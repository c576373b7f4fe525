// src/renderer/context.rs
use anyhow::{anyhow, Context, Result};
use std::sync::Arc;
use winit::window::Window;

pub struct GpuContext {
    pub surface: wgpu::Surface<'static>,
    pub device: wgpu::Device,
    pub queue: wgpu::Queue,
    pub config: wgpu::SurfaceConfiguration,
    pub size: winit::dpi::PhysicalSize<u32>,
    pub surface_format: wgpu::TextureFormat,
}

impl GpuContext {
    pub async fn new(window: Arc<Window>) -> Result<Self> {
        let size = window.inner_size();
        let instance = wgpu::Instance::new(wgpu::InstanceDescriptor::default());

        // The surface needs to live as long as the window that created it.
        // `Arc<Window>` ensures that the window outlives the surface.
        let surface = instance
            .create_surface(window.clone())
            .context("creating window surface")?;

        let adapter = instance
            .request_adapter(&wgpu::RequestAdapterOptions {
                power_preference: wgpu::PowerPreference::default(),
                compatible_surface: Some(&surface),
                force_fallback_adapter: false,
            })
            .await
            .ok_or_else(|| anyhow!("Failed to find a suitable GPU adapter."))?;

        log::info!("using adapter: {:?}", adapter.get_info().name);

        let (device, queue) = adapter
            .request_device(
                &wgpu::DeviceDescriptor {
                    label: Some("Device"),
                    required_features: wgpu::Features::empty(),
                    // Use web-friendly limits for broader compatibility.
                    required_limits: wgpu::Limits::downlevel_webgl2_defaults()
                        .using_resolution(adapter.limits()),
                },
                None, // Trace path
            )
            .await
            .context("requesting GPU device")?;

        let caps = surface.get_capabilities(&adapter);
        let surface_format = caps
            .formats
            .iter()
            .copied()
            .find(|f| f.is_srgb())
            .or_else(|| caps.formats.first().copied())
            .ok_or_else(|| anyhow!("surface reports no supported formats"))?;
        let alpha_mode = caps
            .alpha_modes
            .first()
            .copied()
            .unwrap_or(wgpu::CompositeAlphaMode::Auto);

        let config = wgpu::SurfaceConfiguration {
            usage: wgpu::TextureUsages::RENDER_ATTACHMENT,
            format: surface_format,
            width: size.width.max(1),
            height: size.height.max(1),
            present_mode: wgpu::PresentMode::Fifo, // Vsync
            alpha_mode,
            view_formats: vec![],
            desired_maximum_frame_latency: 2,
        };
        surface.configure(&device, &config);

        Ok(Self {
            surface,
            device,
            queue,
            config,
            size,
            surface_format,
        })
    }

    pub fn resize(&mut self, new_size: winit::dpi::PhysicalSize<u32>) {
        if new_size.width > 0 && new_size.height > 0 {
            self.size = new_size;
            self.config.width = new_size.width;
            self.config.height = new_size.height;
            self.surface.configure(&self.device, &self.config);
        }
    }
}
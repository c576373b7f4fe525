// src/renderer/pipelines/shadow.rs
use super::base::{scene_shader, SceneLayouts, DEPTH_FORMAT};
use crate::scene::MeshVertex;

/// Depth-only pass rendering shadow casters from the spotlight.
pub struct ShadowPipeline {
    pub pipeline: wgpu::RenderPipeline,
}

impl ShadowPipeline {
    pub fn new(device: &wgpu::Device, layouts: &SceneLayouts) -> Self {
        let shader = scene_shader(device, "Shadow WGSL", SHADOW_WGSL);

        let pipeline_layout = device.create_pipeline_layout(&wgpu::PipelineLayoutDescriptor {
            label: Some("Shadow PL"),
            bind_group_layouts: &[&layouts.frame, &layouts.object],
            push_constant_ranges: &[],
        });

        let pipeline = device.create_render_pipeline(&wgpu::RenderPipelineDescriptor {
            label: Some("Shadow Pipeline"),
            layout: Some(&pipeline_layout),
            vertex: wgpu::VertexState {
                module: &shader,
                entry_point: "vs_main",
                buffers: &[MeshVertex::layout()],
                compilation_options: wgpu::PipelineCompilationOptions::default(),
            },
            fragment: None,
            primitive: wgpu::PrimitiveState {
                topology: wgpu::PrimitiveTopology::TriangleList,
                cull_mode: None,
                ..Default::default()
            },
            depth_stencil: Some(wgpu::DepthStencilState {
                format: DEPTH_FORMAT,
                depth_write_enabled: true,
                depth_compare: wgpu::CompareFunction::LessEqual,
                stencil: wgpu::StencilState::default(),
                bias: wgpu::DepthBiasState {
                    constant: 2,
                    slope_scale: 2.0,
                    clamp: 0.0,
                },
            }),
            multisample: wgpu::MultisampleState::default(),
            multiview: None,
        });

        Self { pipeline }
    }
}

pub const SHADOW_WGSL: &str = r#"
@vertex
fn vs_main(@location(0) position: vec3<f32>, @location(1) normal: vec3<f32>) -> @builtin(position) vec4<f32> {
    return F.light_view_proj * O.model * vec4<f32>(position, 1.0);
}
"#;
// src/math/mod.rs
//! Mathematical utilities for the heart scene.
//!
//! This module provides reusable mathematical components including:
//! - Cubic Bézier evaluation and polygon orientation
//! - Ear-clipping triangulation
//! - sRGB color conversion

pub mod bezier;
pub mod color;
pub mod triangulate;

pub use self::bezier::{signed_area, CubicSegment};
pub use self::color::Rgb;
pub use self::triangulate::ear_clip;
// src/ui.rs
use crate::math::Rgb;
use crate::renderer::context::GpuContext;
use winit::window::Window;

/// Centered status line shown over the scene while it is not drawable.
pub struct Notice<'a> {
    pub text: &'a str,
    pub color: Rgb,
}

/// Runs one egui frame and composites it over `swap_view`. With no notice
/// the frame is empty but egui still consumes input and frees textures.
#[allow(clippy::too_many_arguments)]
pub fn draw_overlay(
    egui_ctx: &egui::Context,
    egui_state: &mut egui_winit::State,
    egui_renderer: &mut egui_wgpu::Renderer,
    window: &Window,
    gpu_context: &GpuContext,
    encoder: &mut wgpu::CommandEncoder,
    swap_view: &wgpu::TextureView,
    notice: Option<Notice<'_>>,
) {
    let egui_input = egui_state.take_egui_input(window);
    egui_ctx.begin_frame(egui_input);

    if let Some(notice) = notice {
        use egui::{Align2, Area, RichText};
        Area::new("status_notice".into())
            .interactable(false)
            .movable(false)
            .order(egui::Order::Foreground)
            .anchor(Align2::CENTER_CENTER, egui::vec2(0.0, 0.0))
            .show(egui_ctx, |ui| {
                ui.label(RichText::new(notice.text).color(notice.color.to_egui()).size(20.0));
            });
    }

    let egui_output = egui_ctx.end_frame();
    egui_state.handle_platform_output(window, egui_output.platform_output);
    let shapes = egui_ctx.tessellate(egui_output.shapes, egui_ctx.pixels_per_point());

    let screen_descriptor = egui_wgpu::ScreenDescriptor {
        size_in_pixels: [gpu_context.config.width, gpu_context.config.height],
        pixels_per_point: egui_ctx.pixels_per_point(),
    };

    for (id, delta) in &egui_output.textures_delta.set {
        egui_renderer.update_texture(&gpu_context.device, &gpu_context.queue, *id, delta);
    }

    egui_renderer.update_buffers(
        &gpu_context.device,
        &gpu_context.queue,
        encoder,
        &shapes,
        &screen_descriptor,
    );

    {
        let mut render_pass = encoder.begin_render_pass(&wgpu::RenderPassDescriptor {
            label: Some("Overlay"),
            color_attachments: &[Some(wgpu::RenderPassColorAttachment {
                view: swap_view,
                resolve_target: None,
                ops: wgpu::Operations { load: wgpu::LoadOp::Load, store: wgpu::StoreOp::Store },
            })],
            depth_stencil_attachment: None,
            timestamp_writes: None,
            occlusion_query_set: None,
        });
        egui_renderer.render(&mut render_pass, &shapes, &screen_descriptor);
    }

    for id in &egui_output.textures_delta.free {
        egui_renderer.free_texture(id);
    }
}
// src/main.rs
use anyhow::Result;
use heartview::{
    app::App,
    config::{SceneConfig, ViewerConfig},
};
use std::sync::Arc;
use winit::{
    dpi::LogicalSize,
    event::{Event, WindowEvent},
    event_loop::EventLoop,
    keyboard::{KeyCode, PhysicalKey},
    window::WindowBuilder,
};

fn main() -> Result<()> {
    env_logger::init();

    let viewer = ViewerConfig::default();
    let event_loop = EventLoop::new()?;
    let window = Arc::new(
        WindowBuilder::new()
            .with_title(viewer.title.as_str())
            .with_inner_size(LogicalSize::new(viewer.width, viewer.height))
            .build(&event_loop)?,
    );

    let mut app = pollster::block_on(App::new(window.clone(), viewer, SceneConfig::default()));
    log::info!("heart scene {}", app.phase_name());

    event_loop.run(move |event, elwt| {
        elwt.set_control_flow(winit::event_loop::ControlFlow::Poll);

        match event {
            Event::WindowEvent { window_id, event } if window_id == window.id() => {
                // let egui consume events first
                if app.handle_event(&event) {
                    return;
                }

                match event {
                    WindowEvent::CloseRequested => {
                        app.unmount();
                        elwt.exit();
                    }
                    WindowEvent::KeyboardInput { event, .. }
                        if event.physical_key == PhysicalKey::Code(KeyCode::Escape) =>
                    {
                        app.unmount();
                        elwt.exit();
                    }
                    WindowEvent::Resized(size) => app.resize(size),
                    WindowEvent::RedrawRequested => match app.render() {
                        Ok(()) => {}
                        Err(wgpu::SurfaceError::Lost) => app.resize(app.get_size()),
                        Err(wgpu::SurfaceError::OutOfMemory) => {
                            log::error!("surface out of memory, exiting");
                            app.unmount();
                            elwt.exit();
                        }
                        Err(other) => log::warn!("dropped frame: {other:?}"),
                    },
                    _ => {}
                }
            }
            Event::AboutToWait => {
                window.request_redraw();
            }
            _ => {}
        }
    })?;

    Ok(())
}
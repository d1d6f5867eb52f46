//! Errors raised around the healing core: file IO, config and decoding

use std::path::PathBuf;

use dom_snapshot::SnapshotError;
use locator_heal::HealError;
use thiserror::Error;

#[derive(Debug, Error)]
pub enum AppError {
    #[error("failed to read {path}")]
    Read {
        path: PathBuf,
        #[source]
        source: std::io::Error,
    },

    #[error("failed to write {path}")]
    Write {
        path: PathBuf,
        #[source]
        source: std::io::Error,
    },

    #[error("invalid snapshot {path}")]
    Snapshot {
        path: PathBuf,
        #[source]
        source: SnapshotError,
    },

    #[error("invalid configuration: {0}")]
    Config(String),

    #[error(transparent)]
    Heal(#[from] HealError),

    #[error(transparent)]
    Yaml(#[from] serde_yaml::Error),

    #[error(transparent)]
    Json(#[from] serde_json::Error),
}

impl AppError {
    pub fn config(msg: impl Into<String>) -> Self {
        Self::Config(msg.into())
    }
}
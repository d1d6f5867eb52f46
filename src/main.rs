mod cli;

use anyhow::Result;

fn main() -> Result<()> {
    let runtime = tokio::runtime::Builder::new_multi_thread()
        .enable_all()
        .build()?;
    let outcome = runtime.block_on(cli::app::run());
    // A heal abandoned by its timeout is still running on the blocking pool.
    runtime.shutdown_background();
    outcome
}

Required action =
From the records above, copy each line that contains the word "find".

Exercise output =
            .ok_or_else(|| anyhow!("Failed to find a suitable GPU adapter."))?;
            .find(|f| f.is_srgb())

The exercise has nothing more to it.